Opinion
Print this article
My 10-Point Checklist
Written by Paul Amery   
July 03, 2009 08:05 (CET)

I’d want to run through it before going ahead and buying an exchange-traded product, and I've written it with a general reader in mind.

Some parts (for example the sections on tax and investment adviser platforms) are written from a UK perspective, but the rest is not UK-specific.

1. ETF, ETC or ETN?

While the majority of European exchange-traded tracker products are ETFs—which means they are set up and regulated like funds—Europe also has an active exchange-traded commodity (ETC) and exchange-traded note (ETN) market. ETCs and ETNs are used to track single commodities, or other, less-diversified asset classes, which cannot be structured as ETFs under the relevant European investment fund regulations.

What’s the difference? ETFs, ETCs and ETNs are all low-cost savings vehicles that track asset prices or indices. But ETFs are funds, meaning that, in the case of the bankruptcy of the promoter, assets should be safeguarded by a separate fund custodian.

Many ETNs and ETCs are collateralised, meaning that there are securities, cash, or, in some cases, physical commodities backing your savings product. Other ETNs or ETCs may not have such backing, which means that you are an unsecured creditor of the issuer and at risk if the latter runs into trouble. Check the issuer’s website and prospectus to see if there is a collateral mechanism and how it actually works.

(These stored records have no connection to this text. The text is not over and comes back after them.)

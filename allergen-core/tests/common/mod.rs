//! Workbook builders shared by the integration tests

#![allow(dead_code)]

use calamine::{Data, Range, Reader, Xlsx, open_workbook_from_rs};
use rust_xlsxwriter::Workbook;
use std::io::{Cursor, Read};
use std::path::Path;

pub const DETAIL_TEMPLATE: &str = "83 CFF.xlsx";
pub const CONSOLIDATED_TEMPLATE: &str = "26 통합.xlsx";

const LOOKUP: &str = r#"=IFERROR(VLOOKUP(B{row},Sheet2!A:B,2,FALSE),"")"#;

/// CFF 83 template: labels in B, lookup formulas in D, metadata in C3:C5,
/// plus the lookup sheet "Sheet2"
pub fn detail_template(labels: &[&str]) -> anyhow::Result<Vec<u8>> {
    let mut workbook = Workbook::new();

    let form = workbook.add_worksheet().set_name("Form")?;
    form.write_string(0, 0, "ALLERGEN DECLARATION (83)")?;
    form.write_string(2, 1, "Customer")?;
    form.write_string(3, 1, "Product")?;
    form.write_string(4, 1, "Date")?;
    form.write_string(5, 1, "Substance")?;
    form.write_string(5, 3, "Result")?;
    for (i, label) in labels.iter().enumerate() {
        let row = 6 + i as u32;
        form.write_string(row, 1, *label)?;
        form.write_formula(row, 3, LOOKUP.replace("{row}", &(row + 1).to_string()).as_str())?;
        form.write_formula(row, 4, format!("=LEN(B{})", row + 1).as_str())?;
    }

    let lookup = workbook.add_worksheet().set_name("Sheet2")?;
    lookup.write_string(0, 0, "7732-18-5")?;
    lookup.write_string(0, 1, "stale")?;

    Ok(workbook.save_to_buffer()?)
}

/// CFF 26 template: labels in A, targets in C, customer B2, product B3, date F2
pub fn consolidated_template(rows: &[(&str, Option<&str>)]) -> anyhow::Result<Vec<u8>> {
    let mut workbook = Workbook::new();

    let form = workbook.add_worksheet().set_name("통합")?;
    form.write_string(0, 0, "ALLERGEN (26)")?;
    form.write_string(1, 0, "Customer")?;
    form.write_string(2, 0, "Product")?;
    form.write_string(1, 4, "Date")?;
    for (i, (label, target)) in rows.iter().enumerate() {
        let row = 4 + i as u32;
        form.write_string(row, 0, *label)?;
        if let Some(target) = target {
            form.write_string(row, 2, *target)?;
        }
    }
    form.write_formula(30, 2, "=COUNTA(C5:C29)")?;

    let notes = workbook.add_worksheet().set_name("Sheet2")?;
    notes.write_string(0, 0, "kept")?;

    Ok(workbook.save_to_buffer()?)
}

/// Supplier sheet: header row, CAS text in F, value in L
pub fn source_workbook(rows: &[(&str, SourceValue)]) -> anyhow::Result<Vec<u8>> {
    let mut workbook = Workbook::new();
    let sheet = workbook.add_worksheet();
    sheet.write_string(0, 0, "No.")?;
    sheet.write_string(0, 5, "CAS")?;
    sheet.write_string(0, 11, "Result")?;

    for (i, (cas_text, value)) in rows.iter().enumerate() {
        let row = 1 + i as u32;
        sheet.write_number(row, 0, (i + 1) as f64)?;
        sheet.write_string(row, 5, *cas_text)?;
        match value {
            SourceValue::Text(text) => {
                sheet.write_string(row, 11, *text)?;
            }
            SourceValue::Number(n) => {
                sheet.write_number(row, 11, *n)?;
            }
            SourceValue::Blank => {}
        }
    }

    // A second sheet is never read
    let other = workbook.add_worksheet();
    other.write_string(1, 5, "50-00-0")?;
    other.write_string(1, 11, "ignored")?;

    Ok(workbook.save_to_buffer()?)
}

pub enum SourceValue {
    Text(&'static str),
    Number(f64),
    Blank,
}

pub fn write_file(dir: &Path, name: &str, bytes: &[u8]) -> anyhow::Result<std::path::PathBuf> {
    let path = dir.join(name);
    std::fs::write(&path, bytes)?;
    Ok(path)
}

pub struct Output {
    workbook: Xlsx<Cursor<Vec<u8>>>,
}

impl Output {
    pub fn open(bytes: &[u8]) -> anyhow::Result<Self> {
        Ok(Self {
            workbook: open_workbook_from_rs(Cursor::new(bytes.to_vec()))?,
        })
    }

    pub fn sheet_names(&self) -> Vec<String> {
        self.workbook.sheet_names()
    }

    pub fn values(&mut self, sheet: &str) -> anyhow::Result<Range<Data>> {
        Ok(self.workbook.worksheet_range(sheet)?)
    }

    pub fn formulas(&mut self, sheet: &str) -> anyhow::Result<Range<String>> {
        Ok(self.workbook.worksheet_formula(sheet)?)
    }
}

/// Text of a cell, empty when the cell is absent or blank
pub fn text_at(range: &Range<Data>, row: u32, col: u32) -> String {
    match range.get_value((row, col)) {
        Some(Data::String(s)) => s.clone(),
        Some(Data::Empty) | None => String::new(),
        Some(other) => other.to_string(),
    }
}

pub fn formula_at(range: &Range<String>, row: u32, col: u32) -> String {
    range.get_value((row, col)).cloned().unwrap_or_default()
}

/// Raw bytes of one zip part
pub fn zip_part(bytes: &[u8], name: &str) -> Option<Vec<u8>> {
    let mut archive = zip::ZipArchive::new(Cursor::new(bytes)).ok()?;
    let mut file = archive.by_name(name).ok()?;
    let mut data = Vec::new();
    file.read_to_end(&mut data).ok()?;
    Some(data)
}

pub fn zip_part_names(bytes: &[u8]) -> Vec<String> {
    match zip::ZipArchive::new(Cursor::new(bytes)) {
        Ok(archive) => archive.file_names().map(str::to_string).collect(),
        Err(_) => Vec::new(),
    }
}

2. Swap-based or physical replication?

Some ETFs (including most of those offered by the industry leader, iShares) use physical replication to reproduce the index return. This means that the fund manager buys all the shares, bonds or other securities in the index, or an optimised sample of them, and holds them within the ETF.

The majority of European ETF providers, however, use a process called swap-based replication. This means that an ETF will hold a basket of securities (called the collateral basket) which is unrelated to the index being tracked, and will enter into a swap contract with a third party (usually a bank and often the parent bank of the ETF issuer) which guarantees to pay the ETF the return on the index it is tracking.

Physical replication can cause tracking error, as the result of index turnover costs and the timing or tax treatment of dividends. Swap-based replication eliminates the tracking error to the index, since the swap provider guarantees to pay the full index return, but at the cost of limited counterparty exposure to the bank concerned.

Why does an investor need to know this? The rise in bank default risk since the start of the credit crunch means that investors should certainly be aware of any counterparty exposures they incur, and the different methods of index replication mean that a comparison of ETFs purely on the basis of tracking ability cannot tell the full story.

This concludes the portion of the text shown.